Start of Data extracts

// SPDX-License-Identifier: AGPL-3.0-or-later
//
// Copyright (C) 2026 Relational Network

//! Liveness and readiness probes.
//!
//! Readiness covers the two dependencies every request path touches: the
//! node (an `eth_blockNumber` round trip) and the credential store.

use axum::{extract::State, http::StatusCode, Json};
use serde::Serialize;
use utoipa::ToSchema;

use crate::state::AppState;

#[derive(Debug, Clone, Copy, PartialEq, Eq, Serialize, ToSchema)]
#[serde(rename_all = "lowercase")]
pub enum CheckStatus {
    Ok,
    Unavailable,
}

impl CheckStatus {
    fn from_result<E: std::fmt::Display>(component: &'static str, result: Result<(), E>) -> Self {
        match result {
            Ok(()) => CheckStatus::Ok,
            Err(e) => {
                tracing::warn!(component, error = %e, "Readiness check failed");
                CheckStatus::Unavailable
            }
        }
    }
}

#[derive(Debug, Serialize, ToSchema)]
pub struct ComponentChecks {
    pub service: CheckStatus,
    pub chain: CheckStatus,
    pub store: CheckStatus,
}

impl ComponentChecks {
    fn all_ok(&self) -> bool {
        [self.service, self.chain, self.store]
            .iter()
            .all(|c| *c == CheckStatus::Ok)
    }
}

/// `status` is `ok` or `degraded`.
#[derive(Debug, Serialize, ToSchema)]
pub struct HealthReport {
    pub status: &'static str,
    pub checks: ComponentChecks,
}

#[derive(Debug, Serialize, ToSchema)]
pub struct LiveResponse {
    pub status: &'static str,
}

async fn report(state: &AppState) -> (StatusCode, Json<HealthReport>) {
    let chain = state.orchestrator.chain().block_number().await.map(|_| ());
    let store = state.auth.store().health_check();

    let checks = ComponentChecks {
        service: CheckStatus::Ok,
        chain: CheckStatus::from_result("chain", chain),
        store: CheckStatus::from_result("store", store),
    };

    if checks.all_ok() {
        let body = HealthReport {
            status: "ok",
            checks,
        };
        (StatusCode::OK, Json(body))
    } else {
        let body = HealthReport {
            status: "degraded",
            checks,
        };
        (StatusCode::SERVICE_UNAVAILABLE, Json(body))
    }
}

/// Node and credential store status.
#[utoipa::path(
    get,
    path = "/health",
    tag = "Health",
    responses(
        (status = 200, description = "All components reachable", body = HealthReport),
        (status = 503, description = "A component is unreachable", body = HealthReport)
    )
)]
pub async fn health(State(state): State<AppState>) -> (StatusCode, Json<HealthReport>) {
    report(&state).await
}

#[utoipa::path(
    get,
    path = "/health/live",
    tag = "Health",
    responses((status = 200, description = "Process is up", body = LiveResponse))
)]
pub async fn liveness() -> Json<LiveResponse> {
    Json(LiveResponse { status: "ok" })
}

/// Same checks as `/health`, for orchestrator readiness probes.
#[utoipa::path(
    get,
    path = "/health/ready",
    tag = "Health",
    responses(
        (status = 200, description = "Ready to serve", body = HealthReport),
        (status = 503, description = "Not ready", body = HealthReport)
    )
)]
pub async fn readiness(State(state): State<AppState>) -> (StatusCode, Json<HealthReport>) {
    report(&state).await
}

End of Data extracts

Work task —
Restate the whole set of entries exactly.

Exercise response —
// SPDX-License-Identifier: AGPL-3.0-or-later
//
// Copyright (C) 2026 Relational Network

//! Liveness and readiness probes.
//!
//! Readiness covers the two dependencies every request path touches: the
//! node (an `eth_blockNumber` round trip) and the credential store.

use axum::{extract::State, http::StatusCode, Json};
use serde::Serialize;
use utoipa::ToSchema;

use crate::state::AppState;

#[derive(Debug, Clone, Copy, PartialEq, Eq, Serialize, ToSchema)]
#[serde(rename_all = "lowercase")]
pub enum CheckStatus {
    Ok,
    Unavailable,
}

impl CheckStatus {
    fn from_result<E: std::fmt::Display>(component: &'static str, result: Result<(), E>) -> Self {
        match result {
            Ok(()) => CheckStatus::Ok,
            Err(e) => {
                tracing::warn!(component, error = %e, "Readiness check failed");
                CheckStatus::Unavailable
            }
        }
    }
}

#[derive(Debug, Serialize, ToSchema)]
pub struct ComponentChecks {
    pub service: CheckStatus,
    pub chain: CheckStatus,
    pub store: CheckStatus,
}

impl ComponentChecks {
    fn all_ok(&self) -> bool {
        [self.service, self.chain, self.store]
            .iter()
            .all(|c| *c == CheckStatus::Ok)
    }
}

/// `status` is `ok` or `degraded`.
#[derive(Debug, Serialize, ToSchema)]
pub struct HealthReport {
    pub status: &'static str,
    pub checks: ComponentChecks,
}

#[derive(Debug, Serialize, ToSchema)]
pub struct LiveResponse {
    pub status: &'static str,
}

async fn report(state: &AppState) -> (StatusCode, Json<HealthReport>) {
    let chain = state.orchestrator.chain().block_number().await.map(|_| ());
    let store = state.auth.store().health_check();

    let checks = ComponentChecks {
        service: CheckStatus::Ok,
        chain: CheckStatus::from_result("chain", chain),
        store: CheckStatus::from_result("store", store),
    };

    if checks.all_ok() {
        let body = HealthReport {
            status: "ok",
            checks,
        };
        (StatusCode::OK, Json(body))
    } else {
        let body = HealthReport {
            status: "degraded",
            checks,
        };
        (StatusCode::SERVICE_UNAVAILABLE, Json(body))
    }
}

/// Node and credential store status.
#[utoipa::path(
    get,
    path = "/health",
    tag = "Health",
    responses(
        (status = 200, description = "All components reachable", body = HealthReport),
        (status = 503, description = "A component is unreachable", body = HealthReport)
    )
)]
pub async fn health(State(state): State<AppState>) -> (StatusCode, Json<HealthReport>) {
    report(&state).await
}

#[utoipa::path(
    get,
    path = "/health/live",
    tag = "Health",
    responses((status = 200, description = "Process is up", body = LiveResponse))
)]
pub async fn liveness() -> Json<LiveResponse> {
    Json(LiveResponse { status: "ok" })
}

/// Same checks as `/health`, for orchestrator readiness probes.
#[utoipa::path(
    get,
    path = "/health/ready",
    tag = "Health",
    responses(
        (status = 200, description = "Ready to serve", body = HealthReport),
        (status = 503, description = "Not ready", body = HealthReport)
    )
)]
pub async fn readiness(State(state): State<AppState>) -> (StatusCode, Json<HealthReport>) {
    report(&state).await
}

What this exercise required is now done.